Item #12948 Ernest Shackleton; Caricature in Vanity Fair Supplement October 6, 1909 with tipped in Shackleton signature card. Shackleton, Kite Vanity Fair.
Ernest Shackleton; Caricature in Vanity Fair Supplement October 6, 1909 with tipped in Shackleton signature card
Ernest Shackleton; Caricature in Vanity Fair Supplement October 6, 1909 with tipped in Shackleton signature card
Ernest Shackleton; Caricature in Vanity Fair Supplement October 6, 1909 with tipped in Shackleton signature card

Ernest Shackleton; Caricature in Vanity Fair Supplement October 6, 1909 with tipped in Shackleton signature card

London: Vanity Fair, 1909. Fine. First Edition. Vanity Fair artist Kite, pseudonym of unknown artist. [15.5x10.5in]; Hentschel-Colortype illustration caricature by Kite [pseudonym of unknown artist], “The South Pole” (Lieutenant Shackleton) with black ink autograph “Ernest Shackleton” on card paper [2.5 x 4.5in]; Framed archival mounting on black matte. Item #12948

This Vanity Fair issue was after Shackleton returned from the “Nimrod” Antarctic Expedition [British Antarctic Expedition 1907–09] which he and three others reached 88 degrees south or 112 miles from the South Pole. They turned back due to doubtful food and fuel supply to return safely to the expedition’s base at Cape Royds. He later commented to his wife that “...I thought, dear, that you would rather have a live ass than a dead lion.” For the discovery of the route to the South Pole, discovery of the magnetic pole and the first ascent of Mt. Erebus, he was knighted by King Edward VII. The investiture ceremony was later than when this portrait was issued.

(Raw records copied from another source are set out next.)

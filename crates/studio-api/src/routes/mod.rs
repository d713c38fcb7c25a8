//! # API Route Modules
//!
//! - `procedures`: list, inspect and execute the procedures of the
//!   discovered router.

pub mod procedures;
//! # Procedure Routes
//!
//! | Route                                | Returns                             |
//! |--------------------------------------|-------------------------------------|
//! | `GET /api/procedures`                | path to kind for every procedure    |
//! | `GET /api/procedures/:path`          | one procedure with its descriptors  |
//! | `POST /api/procedures/:path/execute` | the relayed invocation outcome      |

use axum::body::Bytes;
use axum::extract::{Path, State};
use axum::http::StatusCode;
use axum::response::{IntoResponse, Response};
use axum::routing::{get, post};
use axum::{Json, Router};

use crate::error::AppError;
use crate::state::AppState;

pub fn router() -> Router<AppState> {
    Router::new()
        .route("/api/procedures", get(list_procedures))
        .route("/api/procedures/:path", get(get_procedure))
        .route("/api/procedures/:path/execute", post(execute_procedure))
}

async fn list_procedures(State(state): State<AppState>) -> impl IntoResponse {
    Json(state.catalog.kinds())
}

async fn get_procedure(
    State(state): State<AppState>,
    Path(path): Path<String>,
) -> Result<impl IntoResponse, AppError> {
    let info = state
        .catalog
        .get(&path)
        .ok_or_else(|| AppError::procedure_not_found(&path))?;
    Ok(Json(info.clone()))
}

async fn execute_procedure(
    State(state): State<AppState>,
    Path(path): Path<String>,
    body: Bytes,
) -> Result<Response, AppError> {
    let info = state
        .catalog
        .get(&path)
        .ok_or_else(|| AppError::procedure_not_found(&path))?;
    if !info.kind.is_executable() {
        return Err(AppError::BadRequest(format!(
            "`{path}` is a {}; it cannot be executed from here",
            info.kind
        )));
    }

    let relayed = state.relay.invoke(&path, info.kind, &body).await?;
    let status = StatusCode::from_u16(relayed.status).unwrap_or(StatusCode::BAD_GATEWAY);
    Ok((status, Json(relayed.body)).into_response())
}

In 1914, Sir Ernest Shackleton [1874-1922] led the Endurance expedition [Imperial Trans-Antarctica 1914-17] which prematurely ended in the ship being crushed by ice in the Weddell Sea. All of the 28 stranded crew were eventually saved by the leadership of Shackleton and Worsley with Tom Crean, McNeish, Macarty and Vincent on a harrowing 800 mile south sea journey in a 22 foot whaling boat, James Caird, to South Georgia Is. and then crossing the unmapped mountains and glaciers to the Stromness whaling station.